# Your task
Every line holding "Instance" should be copied from the records below.

# Data shown
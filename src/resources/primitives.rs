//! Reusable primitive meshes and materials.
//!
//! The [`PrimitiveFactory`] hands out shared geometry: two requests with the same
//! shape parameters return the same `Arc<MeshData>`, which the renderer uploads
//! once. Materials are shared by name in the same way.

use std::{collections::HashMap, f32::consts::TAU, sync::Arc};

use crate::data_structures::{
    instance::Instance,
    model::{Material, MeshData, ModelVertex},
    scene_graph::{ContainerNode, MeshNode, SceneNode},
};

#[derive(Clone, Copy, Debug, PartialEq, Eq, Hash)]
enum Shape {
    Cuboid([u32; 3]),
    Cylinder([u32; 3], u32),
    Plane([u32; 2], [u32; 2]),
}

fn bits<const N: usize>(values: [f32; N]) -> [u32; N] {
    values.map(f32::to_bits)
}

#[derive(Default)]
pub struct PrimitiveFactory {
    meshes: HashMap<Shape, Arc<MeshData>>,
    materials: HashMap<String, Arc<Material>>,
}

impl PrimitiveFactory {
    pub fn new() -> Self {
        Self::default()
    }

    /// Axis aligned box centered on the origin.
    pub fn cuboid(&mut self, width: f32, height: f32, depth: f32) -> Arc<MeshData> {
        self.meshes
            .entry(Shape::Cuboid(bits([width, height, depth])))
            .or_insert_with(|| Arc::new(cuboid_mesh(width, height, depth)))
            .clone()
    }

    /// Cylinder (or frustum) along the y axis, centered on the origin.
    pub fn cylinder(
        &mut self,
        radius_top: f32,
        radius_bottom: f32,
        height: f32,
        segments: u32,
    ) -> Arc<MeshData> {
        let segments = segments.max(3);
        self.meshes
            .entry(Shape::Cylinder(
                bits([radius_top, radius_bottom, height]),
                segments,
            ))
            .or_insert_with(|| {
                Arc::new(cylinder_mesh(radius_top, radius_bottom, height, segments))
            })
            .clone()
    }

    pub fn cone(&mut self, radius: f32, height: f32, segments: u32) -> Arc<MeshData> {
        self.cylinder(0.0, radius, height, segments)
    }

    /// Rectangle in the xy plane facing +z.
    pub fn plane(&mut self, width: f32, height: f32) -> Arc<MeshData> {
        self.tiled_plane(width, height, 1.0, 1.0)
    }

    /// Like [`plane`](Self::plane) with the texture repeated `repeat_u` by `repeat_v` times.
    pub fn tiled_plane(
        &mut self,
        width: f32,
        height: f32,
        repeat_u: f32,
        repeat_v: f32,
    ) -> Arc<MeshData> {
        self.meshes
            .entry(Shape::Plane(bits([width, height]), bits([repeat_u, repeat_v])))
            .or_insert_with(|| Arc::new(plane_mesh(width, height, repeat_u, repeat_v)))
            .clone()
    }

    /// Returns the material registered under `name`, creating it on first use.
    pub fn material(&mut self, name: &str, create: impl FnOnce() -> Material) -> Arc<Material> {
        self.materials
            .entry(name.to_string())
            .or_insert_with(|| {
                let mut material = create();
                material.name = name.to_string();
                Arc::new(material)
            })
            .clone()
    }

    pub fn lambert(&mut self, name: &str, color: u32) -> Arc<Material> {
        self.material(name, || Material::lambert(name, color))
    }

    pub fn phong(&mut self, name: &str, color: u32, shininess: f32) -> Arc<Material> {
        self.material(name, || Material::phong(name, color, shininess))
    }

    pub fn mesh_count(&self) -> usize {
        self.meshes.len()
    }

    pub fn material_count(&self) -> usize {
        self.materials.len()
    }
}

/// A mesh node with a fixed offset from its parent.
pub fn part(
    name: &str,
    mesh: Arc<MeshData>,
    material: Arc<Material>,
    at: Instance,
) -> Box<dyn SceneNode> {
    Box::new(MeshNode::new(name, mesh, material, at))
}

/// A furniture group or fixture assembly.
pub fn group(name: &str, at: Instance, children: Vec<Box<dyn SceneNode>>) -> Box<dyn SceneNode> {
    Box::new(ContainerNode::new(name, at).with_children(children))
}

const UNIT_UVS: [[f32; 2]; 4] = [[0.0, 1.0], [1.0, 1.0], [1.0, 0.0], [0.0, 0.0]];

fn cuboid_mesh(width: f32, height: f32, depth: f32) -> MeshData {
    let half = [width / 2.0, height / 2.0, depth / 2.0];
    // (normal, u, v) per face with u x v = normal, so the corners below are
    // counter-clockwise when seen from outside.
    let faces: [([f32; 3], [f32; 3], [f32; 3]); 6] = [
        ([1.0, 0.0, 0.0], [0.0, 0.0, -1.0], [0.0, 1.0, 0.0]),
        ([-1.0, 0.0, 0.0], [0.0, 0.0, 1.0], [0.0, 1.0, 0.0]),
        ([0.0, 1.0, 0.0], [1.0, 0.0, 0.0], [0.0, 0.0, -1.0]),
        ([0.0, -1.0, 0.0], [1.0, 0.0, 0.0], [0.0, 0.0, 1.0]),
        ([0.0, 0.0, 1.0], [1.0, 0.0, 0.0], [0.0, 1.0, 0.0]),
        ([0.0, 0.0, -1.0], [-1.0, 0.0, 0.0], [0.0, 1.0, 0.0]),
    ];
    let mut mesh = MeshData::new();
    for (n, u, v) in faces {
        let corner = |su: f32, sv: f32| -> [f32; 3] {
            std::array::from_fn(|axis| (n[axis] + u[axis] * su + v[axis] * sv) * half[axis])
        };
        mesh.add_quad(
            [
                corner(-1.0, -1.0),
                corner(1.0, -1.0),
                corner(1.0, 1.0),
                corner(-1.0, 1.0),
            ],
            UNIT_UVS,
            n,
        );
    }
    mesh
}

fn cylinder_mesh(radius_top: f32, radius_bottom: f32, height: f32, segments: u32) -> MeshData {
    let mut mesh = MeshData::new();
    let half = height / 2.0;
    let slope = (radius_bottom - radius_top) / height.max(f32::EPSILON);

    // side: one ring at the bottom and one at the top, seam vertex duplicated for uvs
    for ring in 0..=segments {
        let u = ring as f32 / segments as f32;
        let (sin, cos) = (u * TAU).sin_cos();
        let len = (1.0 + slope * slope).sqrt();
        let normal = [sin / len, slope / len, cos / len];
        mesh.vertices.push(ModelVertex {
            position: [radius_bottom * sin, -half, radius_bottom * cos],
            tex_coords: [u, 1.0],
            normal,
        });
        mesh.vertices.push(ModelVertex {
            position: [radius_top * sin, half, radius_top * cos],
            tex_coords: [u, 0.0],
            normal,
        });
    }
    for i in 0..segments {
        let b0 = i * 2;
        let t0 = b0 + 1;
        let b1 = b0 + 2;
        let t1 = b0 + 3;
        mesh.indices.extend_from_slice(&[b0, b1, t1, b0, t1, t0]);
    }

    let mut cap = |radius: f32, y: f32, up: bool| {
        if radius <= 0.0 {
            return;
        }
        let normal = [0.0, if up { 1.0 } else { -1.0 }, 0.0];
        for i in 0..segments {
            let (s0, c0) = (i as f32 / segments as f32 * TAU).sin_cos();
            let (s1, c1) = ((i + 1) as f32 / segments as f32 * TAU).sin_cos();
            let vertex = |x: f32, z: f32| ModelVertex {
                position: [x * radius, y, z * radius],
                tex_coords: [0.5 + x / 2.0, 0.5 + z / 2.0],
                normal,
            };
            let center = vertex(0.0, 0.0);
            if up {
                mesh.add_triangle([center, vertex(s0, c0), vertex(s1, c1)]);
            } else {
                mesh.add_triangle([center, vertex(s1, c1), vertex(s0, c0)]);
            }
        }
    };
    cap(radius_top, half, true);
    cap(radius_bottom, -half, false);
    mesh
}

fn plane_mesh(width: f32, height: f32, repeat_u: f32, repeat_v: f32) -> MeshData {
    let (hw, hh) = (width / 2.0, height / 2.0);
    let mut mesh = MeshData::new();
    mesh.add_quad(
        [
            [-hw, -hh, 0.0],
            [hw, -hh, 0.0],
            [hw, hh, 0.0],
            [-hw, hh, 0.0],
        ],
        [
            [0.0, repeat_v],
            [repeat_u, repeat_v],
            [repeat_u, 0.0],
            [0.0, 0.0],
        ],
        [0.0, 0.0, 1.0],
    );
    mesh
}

# Answer for the task
    instance::Instance,
    at: Instance,
pub fn group(name: &str, at: Instance, children: Vec<Box<dyn SceneNode>>) -> Box<dyn SceneNode> {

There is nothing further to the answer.